The free Vivlab color converter instantly translates a color between the HEX, RGB, HSL and HSV formats, with transparency (alpha) support.

Pick a color with the selector or type in a value: every format updates automatically.

Hue
Transparency

Current color

#483aff

Preset colors

HEX
RGB
HSL
HSV

How it works

Convert a colour in 3 steps

1

Pick a colour

Move the cursor inside the square and along the hue bar, or paste a HEX code to start from an exact value.

2

Adjust the values

Fine-tune each channel in the RGB, HSL or HSV fields, and set opacity with the transparency slider.

3

Copy the format you need

Each block shows the colour in one format, with a Copy button to paste it straight into your code or your mockup.

Understanding color formats

All these formats describe the same color, just in different ways. Here's what each one means.

HEX (hexadecimal)

The most common notation on the web. A # followed by 6 hexadecimal characters (0 to 9 then A to F): two for red, two for green, two for blue, like #483AFF. Two extra characters can encode transparency (#483AFF80). Compact and perfect for HTML and CSS.

RGB (Red, Green, Blue)

Describes a color by the intensity of three lights (red, green and blue), each ranging from 0 to 255. It's the model screens use: rgb(72, 58, 255). Add an alpha channel for transparency and you get rgba(72, 58, 255, 0.5).
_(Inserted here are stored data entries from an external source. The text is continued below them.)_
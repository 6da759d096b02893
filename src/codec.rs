//! Binary codec for the task file.
//!
//! The file is a 4-byte record count followed by fixed-width records,
//! all little-endian regardless of host platform:
//!
//! ```text
//! u32        task_count   (0 ..= MAX_TASKS)
//! per record (279 bytes):
//!   u32        id
//!   [u8; 255]  description  (NUL-padded, up to 255 content bytes)
//!   u32        completed    (0 or 1)
//!   i64        created_at   (seconds since Unix epoch)
//!   i64        updated_at   (seconds since Unix epoch)
//! ```
//!
//! Encoding and decoding are pure transformations; decoding either yields
//! the complete task list or a [`CodecError`] with nothing applied.

use crate::types::{MAX_DESC_BYTES, MAX_TASKS, Task, clip_description};
use chrono::{DateTime, Utc};

/// Bytes per encoded task record.
pub const RECORD_SIZE: usize = 4 + MAX_DESC_BYTES + 4 + 8 + 8;

/// Decode failures for the task file.
#[derive(Debug, Clone, Copy, PartialEq, Eq)]
pub enum CodecError {
    /// Header missing, or the declared count is out of bounds.
    CorruptHeader,
    /// The stream ends before the declared records do.
    TruncatedRecord,
}

impl std::fmt::Display for CodecError {
    fn fmt(&self, f: &mut std::fmt::Formatter<'_>) -> std::fmt::Result {
        match self {
            CodecError::CorruptHeader => write!(f, "task file header is corrupt"),
            CodecError::TruncatedRecord => write!(f, "task file ends mid-record"),
        }
    }
}

impl std::error::Error for CodecError {}

/// Serialize a task list into the fixed binary layout.
///
/// Descriptions longer than the field are clipped; everything else is
/// written verbatim. The output always decodes back to an equal list.
pub fn encode(tasks: &[Task]) -> Vec<u8> {
    let mut buf = Vec::with_capacity(4 + tasks.len() * RECORD_SIZE);
    buf.extend_from_slice(&(tasks.len() as u32).to_le_bytes());

    for task in tasks {
        buf.extend_from_slice(&task.id.to_le_bytes());

        let desc = clip_description(&task.description);
        let mut field = [0u8; MAX_DESC_BYTES];
        field[..desc.len()].copy_from_slice(desc.as_bytes());
        buf.extend_from_slice(&field);

        buf.extend_from_slice(&u32::from(task.completed).to_le_bytes());
        buf.extend_from_slice(&task.created_at.timestamp().to_le_bytes());
        buf.extend_from_slice(&task.updated_at.timestamp().to_le_bytes());
    }

    buf
}

/// Parse a task file back into the ordered task list.
///
/// Fails with [`CodecError::CorruptHeader`] when the count field is missing
/// or exceeds [`MAX_TASKS`], and [`CodecError::TruncatedRecord`] when the
/// stream is shorter than the count declares. Bytes past the declared
/// records are ignored.
pub fn decode(bytes: &[u8]) -> Result<Vec<Task>, CodecError> {
    if bytes.len() < 4 {
        return Err(CodecError::CorruptHeader);
    }
    let count = read_u32(bytes, 0) as usize;
    if count > MAX_TASKS {
        return Err(CodecError::CorruptHeader);
    }
    if bytes.len() < 4 + count * RECORD_SIZE {
        return Err(CodecError::TruncatedRecord);
    }

    let mut tasks = Vec::with_capacity(count);
    for i in 0..count {
        let at = 4 + i * RECORD_SIZE;
        tasks.push(decode_record(&bytes[at..at + RECORD_SIZE]));
    }
    Ok(tasks)
}

fn decode_record(record: &[u8]) -> Task {
    let id = read_u32(record, 0);

    let field = &record[4..4 + MAX_DESC_BYTES];
    let end = field.iter().position(|&b| b == 0).unwrap_or(MAX_DESC_BYTES);
    let description = String::from_utf8_lossy(&field[..end]).into_owned();

    let completed = read_u32(record, 4 + MAX_DESC_BYTES) != 0;
    let created_at = read_timestamp(record, 8 + MAX_DESC_BYTES);
    let updated_at = read_timestamp(record, 16 + MAX_DESC_BYTES);

    Task {
        id,
        description,
        completed,
        created_at,
        updated_at,
    }
}

fn read_u32(bytes: &[u8], at: usize) -> u32 {
    let mut raw = [0u8; 4];
    raw.copy_from_slice(&bytes[at..at + 4]);
    u32::from_le_bytes(raw)
}

fn read_timestamp(bytes: &[u8], at: usize) -> DateTime<Utc> {
    let mut raw = [0u8; 8];
    raw.copy_from_slice(&bytes[at..at + 8]);
    let secs = i64::from_le_bytes(raw);
    // Seconds outside chrono's representable range only appear in damaged
    // files; the record itself is still structurally sound.
    DateTime::from_timestamp(secs, 0).unwrap_or(DateTime::UNIX_EPOCH)
}

#[cfg(test)]
mod tests {
    use super::*;
    use crate::types::now_secs;

    fn make_task(id: u32, description: &str) -> Task {
        let now = now_secs();
        Task {
            id,
            description: description.to_string(),
            completed: false,
            created_at: now,
            updated_at: now,
        }
    }

    #[test]
    fn test_record_size() {
        assert_eq!(RECORD_SIZE, 279);
    }

    #[test]
    fn test_empty_list_is_header_only() {
        let bytes = encode(&[]);
        assert_eq!(bytes, vec![0, 0, 0, 0]);
        assert_eq!(decode(&bytes).unwrap(), vec![]);
    }

    #[test]
    fn test_roundtrip() {
        let tasks = vec![make_task(1, "buy milk"), make_task(2, "walk the dog")];
        let decoded = decode(&encode(&tasks)).unwrap();
        assert_eq!(decoded, tasks);
    }

    #[test]
    fn test_header_too_short() {
        assert_eq!(decode(&[1, 0]), Err(CodecError::CorruptHeader));
    }

    #[test]
    fn test_count_out_of_bounds() {
        let bytes = ((MAX_TASKS + 1) as u32).to_le_bytes();
        assert_eq!(decode(&bytes), Err(CodecError::CorruptHeader));
    }

    #[test]
    fn test_description_padding_stripped() {
        let bytes = encode(&[make_task(1, "short")]);
        let decoded = decode(&bytes).unwrap();
        assert_eq!(decoded[0].description, "short");
    }
}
HSL (Hue, Saturation, Lightness)

Built around how we actually perceive color. The hue places the color on the color wheel (0 to 360°), the saturation sets its intensity (0 to 100%), and the lightness runs from black to white (0 to 100%). Handy for lightening, darkening or desaturating a shade.

HSV (Hue, Saturation, Value)

Close to HSL and common in design software. Hue and saturation are the same, but the value (also called brightness) replaces lightness: at 0% the color is black, at 100% it's as vivid as it gets. It's the model behind most color pickers.

Alpha (transparency)

The alpha channel sets a color's opacity, from 0 (fully transparent) to 100% (fully opaque). You'll find it in rgba(), hsla() and in the 8-character HEX code.

Frequently asked questions

Making sense of the formats

What's the difference between HEX and RGB?

Both describe the same colour in red, green and blue. RGB writes it as three numbers from 0 to 255, HEX packs those same values into six hexadecimal characters, two per channel. So #FF0000 and rgb(255, 0, 0) are exactly the same.

What are HSL and HSV for?

They describe a colour by its hue (0 to 360°), its saturation and a third dial: lightness for HSL, value for HSV. That's more intuitive than RGB when you want to lighten or desaturate a colour without shifting its hue.

How does transparency work?

The transparency slider sets the alpha channel, from 0 (invisible) to 100% (opaque). As soon as opacity drops below 100%, the RGB and HSL blocks read as rgba() and hsla(), with the alpha value at the end of the parentheses.

Which format should I use, and where?

In modern CSS all three notations work everywhere, and HEX is the shortest to type for an opaque colour. HSL helps when you build variants of one tone, while rgba() and hsla() come in as soon as you need transparency. For a brand identity, keep a short list of reference HEX codes.

Are my colours saved anywhere?

No. The conversion happens entirely in your browser, with no data sent out. Nothing is stored or transmitted, and you can work offline.